Used when the drift \(b\) dominates diffusion \(a\). * Backward (if \(b > 0\)): \(u_x \approx \frac{u_j - u_{j-1}}{h_{j-}}\) * Forward (if \(b < 0\)): \(u_x \approx \frac{u_{j+1} - u_j}{h_{j+}}\)

3.2 Second Derivative (\(u_{xx}\))

Central (2nd order, non-uniform)

\[ u_{xx}(x_j) \approx \alpha^-_j u_{j-1} + \alpha^0_j u_j + \alpha^+_j u_{j+1} \]

with coefficients:

\[ \alpha^-_j = \frac{2}{h_{j-}(h_{j-} + h_{j+})}, \quad \alpha^0_j = -\frac{2}{h_{j-} h_{j+}}, \quad \alpha^+_j = \frac{2}{h_{j+}(h_{j-} + h_{j+})} \]

4) Operator Assembly

The discrete spatial operator \(L_h\) is defined as:

\[ (L_h u)_j = A_j u_{j-1} + B_j u_j + C_j u_{j+1} \]

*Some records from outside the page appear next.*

use anyhow::{Context, Result, anyhow};
use async_trait::async_trait;
use reqwest::Client;
use serde::Deserialize;
use tracing::debug;

use super::{LocationResolver, UNKNOWN_LOCATION, truncate_body};

/// Reverse geocoder backed by OpenStreetMap Nominatim.
#[derive(Debug, Clone)]
pub struct NominatimResolver {
    http: Client,
    base_url: String,
}

#[derive(Debug, Deserialize)]
struct NmAddress {
    county: Option<String>,
    postcode: Option<String>,
}

#[derive(Debug, Deserialize)]
struct NmReverseResponse {
    address: Option<NmAddress>,
}

impl NominatimResolver {
    pub fn new(http: Client, base_url: &str) -> Self {
        Self {
            http,
            base_url: base_url.trim_end_matches('/').to_string(),
        }
    }

    /// `"<county>, <postcode>"` for the point, or `None` when Nominatim has no such address.
    pub async fn lookup(&self, latitude: f64, longitude: f64) -> Result<Option<String>> {
        let url = format!("{}/reverse", self.base_url);

        let res = self
            .http
            .get(&url)
            .query(&[
                ("lat", latitude.to_string()),
                ("lon", longitude.to_string()),
                ("format", "jsonv2".to_string()),
            ])
            .send()
            .await
            .context("Failed to send request to Nominatim")?;

        let status = res.status();
        let body = res
            .text()
            .await
            .context("Failed to read Nominatim response body")?;

        if !status.is_success() {
            return Err(anyhow!(
                "Nominatim reverse lookup failed with status {}: {}",
                status,
                truncate_body(&body),
            ));
        }

        let parsed: NmReverseResponse =
            serde_json::from_str(&body).context("Failed to parse Nominatim JSON")?;

        Ok(parsed.address.and_then(|addr| match (addr.county, addr.postcode) {
            (Some(county), Some(postcode)) => Some(format!("{county}, {postcode}")),
            _ => None,
        }))
    }
}

#[async_trait]
impl LocationResolver for NominatimResolver {
    async fn resolve(&self, latitude: f64, longitude: f64) -> String {
        match self.lookup(latitude, longitude).await {
            Ok(Some(label)) => label,
            Ok(None) => {
                debug!(latitude, longitude, "no county/postcode for point");
                UNKNOWN_LOCATION.to_string()
            }
            Err(err) => {
                debug!(error = %err, "reverse geocoding failed");
                UNKNOWN_LOCATION.to_string()
            }
        }
    }
}
//! Core library for the `current-weather` CLI.
//!
//! This crate defines:
//! - Interpretation of Open-Meteo forecast payloads into report lines
//! - WMO weather code, compass direction and number formatting helpers
//! - Configuration handling
//! - Abstractions over the forecast source and reverse geocoder
//!
//! Formatting is pure and synchronous; only the `provider` module performs I/O.

pub mod codes;
pub mod config;
pub mod direction;
pub mod error;
pub mod model;
pub mod number;
pub mod provider;
pub mod report;
pub mod snapshot;

pub use config::Config;
pub use direction::{Direction, cardinal};
pub use error::ReportError;
pub use model::ForecastRequest;
pub use number::rounded_units;
pub use provider::{ForecastSource, LocationResolver, UNKNOWN_LOCATION};
pub use report::{Report, WeatherReportFormatter};
pub use snapshot::WeatherSnapshot;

Using central discretizations for both derivatives:

\[ \begin{aligned} A_j &= a_j \alpha^-_j + b_j \beta^-_j \\ B_j &= a_j \alpha^0_j + b_j \beta^0_j + c_j \\ C_j &= a_j \alpha^+_j + b_j \beta^+_j \end{aligned} \]

Storage Strategy: Store as a tridiagonal matrix or three separate vectors for the Thomas Algorithm.


5) Time Discretization — The \(\theta\)-Scheme

For the interior vector \(\mathbf{u}^n\):

\[ \mathbf{u}^{n+1} = \mathbf{u}^n + k \big[ (1-\theta) L_h \mathbf{u}^n + \theta L_h \mathbf{u}^{n+1} \big] \]

Rearranging into the system \(M_1 \mathbf{u}^{n+1} = M_0 \mathbf{u}^n + \mathbf{g}\):

\[ (I - k\theta L_h) \mathbf{u}^{n+1} = (I + k(1-\theta)L_h) \mathbf{u}^n + \mathbf{g}^{n+1} \]
  • \(\theta = 0\): Explicit Euler.
  • \(\theta = 1\): Implicit Euler (Robust, diffusive).
  • \(\theta = 0.5\): Crank–Nicolson (High accuracy, susceptible to "ringing").

6) Boundary Conditions (BCs)

6.1 Dirichlet Far-field

For \(S_{\min} \approx 0\) and \(S_{\max} \gg K\): * Call: \(V(S_{\min}) = 0, V(S_{\max}) = S_{\max}e^{-q\tau} - Ke^{-r\tau}\) * Put: \(V(S_{\min}) = Ke^{-r\tau} - S_{\min}e^{-q\tau}, V(S_{\max}) = 0\)

6.2 Gamma-Zero (Linearity)

Presume \(\frac{\partial^2 V}{\partial S^2} = 0\) at the boundary. Implementation: Express \(u_0\) as a linear extrapolation of \(u_1, u_2\) and substitute into the \(j=1\) equation to maintain tridiagonality.


7) Stability and Safeguards

7.1 Peclet Control

Check the local Peclet number to detect advection dominance:

\[ \mathrm{Pe}_j = \frac{|b_j| \cdot \text{avg}(h_j)}{a_j} \]

7.2 Rannacher Smoothing

Crucial for Crank–Nicolson. Replace the first few steps (usually 2 or 4) with Implicit Euler using sub-steps \(k/2\) to damp high-frequency errors from the payoff kink.


8) Black–Scholes Mapping

The physical PDE:

\[ V_\tau = \frac{1}{2}\sigma^2 S^2 V_{SS} + (r-q)S V_S - rV \]

Map coefficients for the solver: * \(a(S) = \frac{1}{2}\sigma^2 S^2\) * \(b(S) = (r-q)S\) * \(c(S) = -r\)


9) Grid Clustering (Closeness to Strike)

Use a non-uniform mapping (e.g., Sinh or power law) to place more nodes near \(S=K\).

\[ S_j = K + A \sinh(\xi_j) \]

10) Failure Modes

  1. Strike Mismatch: \(K\) not being a grid node.
  2. CN Ringing: Oscillations near \(K\) due to \(\theta=0.5\) without smoothing.
  3. Boundary Pollution: \(S_{\max}\) too small, causing asymptotic BCs to bias the price.
  4. CFL Violation: Using \(\theta=0\) with too large a \(k\).

11) Implementation Checklist

  • [ ] Grid: Generate \(x_j\) (Uniform or Sinh).
  • [ ] Stencil: Compute \(\alpha_j, \beta_j\) vectors.
  • [ ] Matrix: Build tridiagonal components \((A_j, B_j, C_j)\).
  • [ ] BCs: Implement Dirichlet/Neumann injection into RHS.
  • [ ] Solver: Thomas Algorithm implementation.
  • [ ] Tests: Compare vs. Black-Scholes analytical formula.